Unlike stable atherosclerotic plaques, vulnerable plaques are very likely to cause serious cardio-cerebrovascular diseases. Meanwhile, how to non-invasively identify vulnerable plaques at early stages has been an urgent but challenging problem in clinical practices. Here, we propose a macrophage-targeted and in situ stimuli-triggered T ₁ -T ₂ switchable magnetic resonance imaging (MRI) nanoprobe for the non-invasive diagnosis of vulnerable plaques. Precisely, single-dispersed iron oxide nanoparticles (IONPs) modified with hyaluronic acid (HA), denoted as IONP-HP, show macrophage targetability and T ₁ MRI enhancement (r ₂ /r ₁ = 3.415).
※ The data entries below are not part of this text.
use anyhow::Result;
use chrono::{Datelike, Duration, NaiveDate};

use crate::models::Draw;
use crate::source::DrawSource;

/// Historique tenu en mémoire, trié par date croissante.
#[derive(Debug, Clone, Default)]
pub struct MemoryStore {
    draws: Vec<Draw>,
}

impl MemoryStore {
    pub fn new(mut draws: Vec<Draw>) -> Self {
        draws.sort_by_key(|d| d.date);
        Self { draws }
    }

    pub fn push(&mut self, draw: Draw) {
        self.draws.push(draw);
        self.draws.sort_by_key(|d| d.date);
    }

    pub fn len(&self) -> usize {
        self.draws.len()
    }

    pub fn is_empty(&self) -> bool {
        self.draws.is_empty()
    }

    fn filtered<'a>(&'a self, complete_only: bool) -> impl DoubleEndedIterator<Item = &'a Draw> + 'a {
        self.draws.iter().filter(move |d| !complete_only || d.is_complete())
    }
}

impl DrawSource for MemoryStore {
    fn last_draws(&self, n: usize, until: Option<NaiveDate>, complete_only: bool) -> Result<Vec<Draw>> {
        Ok(self
            .filtered(complete_only)
            .rev()
            .filter(|d| until.map_or(true, |u| d.date <= u))
            .take(n)
            .cloned()
            .collect())
    }

    fn all_draws(&self, complete_only: bool) -> Result<Vec<Draw>> {
        Ok(self.filtered(complete_only).cloned().collect())
    }

    fn same_month_day(&self, date: NaiveDate, complete_only: bool) -> Result<Vec<Draw>> {
        Ok(self
            .filtered(complete_only)
            .filter(|d| d.date.month() == date.month() && d.date.day() == date.day())
            .cloned()
            .collect())
    }

    fn same_weekday(&self, date: NaiveDate, complete_only: bool) -> Result<Vec<Draw>> {
        Ok(self
            .filtered(complete_only)
            .filter(|d| d.date.weekday() == date.weekday())
            .cloned()
            .collect())
    }

    fn draws_between(&self, start: NaiveDate, end: NaiveDate) -> Result<Vec<Draw>> {
        Ok(self
            .filtered(true)
            .filter(|d| d.date >= start && d.date <= end)
            .cloned()
            .collect())
    }
}

/// Historique synthétique déterministe : un tirage tous les 3 jours à partir
/// du 2023-01-02, ordre chronologique.
pub fn make_test_draws(n: usize) -> Vec<Draw> {
    let start = NaiveDate::from_ymd_opt(2023, 1, 2).unwrap_or_default();
    (0..n)
        .map(|i| {
            let mut whites = [0u8; 5];
            for (k, w) in whites.iter_mut().enumerate() {
                // 13 est premier avec 69 : les 5 valeurs restent distinctes
                *w = ((i * 7 + k * 13) % 69 + 1) as u8;
            }
            Draw {
                date: start + Duration::days(3 * i as i64),
                whites,
                powerball: ((i * 5) % 26 + 1) as u8,
            }
        })
        .collect()
}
Triggered by the low pH environment of macrophage lysosomes, the single-dispersed IONP-HP transforms into a cluster analogue, which exhibits T ₂ MRI enhancement (r ₂ /r ₁ = 13.326). Furthermore, an in vivo switch of T ₁ -T ₂ enhancement modes shows that the vulnerable plaques exhibit strong T ₁ enhancement after intravenous administration of the nanoprobe, followed by a switch to T ₂ enhancement after 9 h. In contrast, stable plaques show only slight T ₁ enhancement but without T ₂ enhancement. It is therefore imperative that the intelligent and novel nanoplatform proposed in this study achieves a substantial non-invasive diagnosis of vulnerable plaques by means of a facile but effective T ₁ -T ₂ switchable process, which will significantly contribute to the application of materials science in solving clinical problems.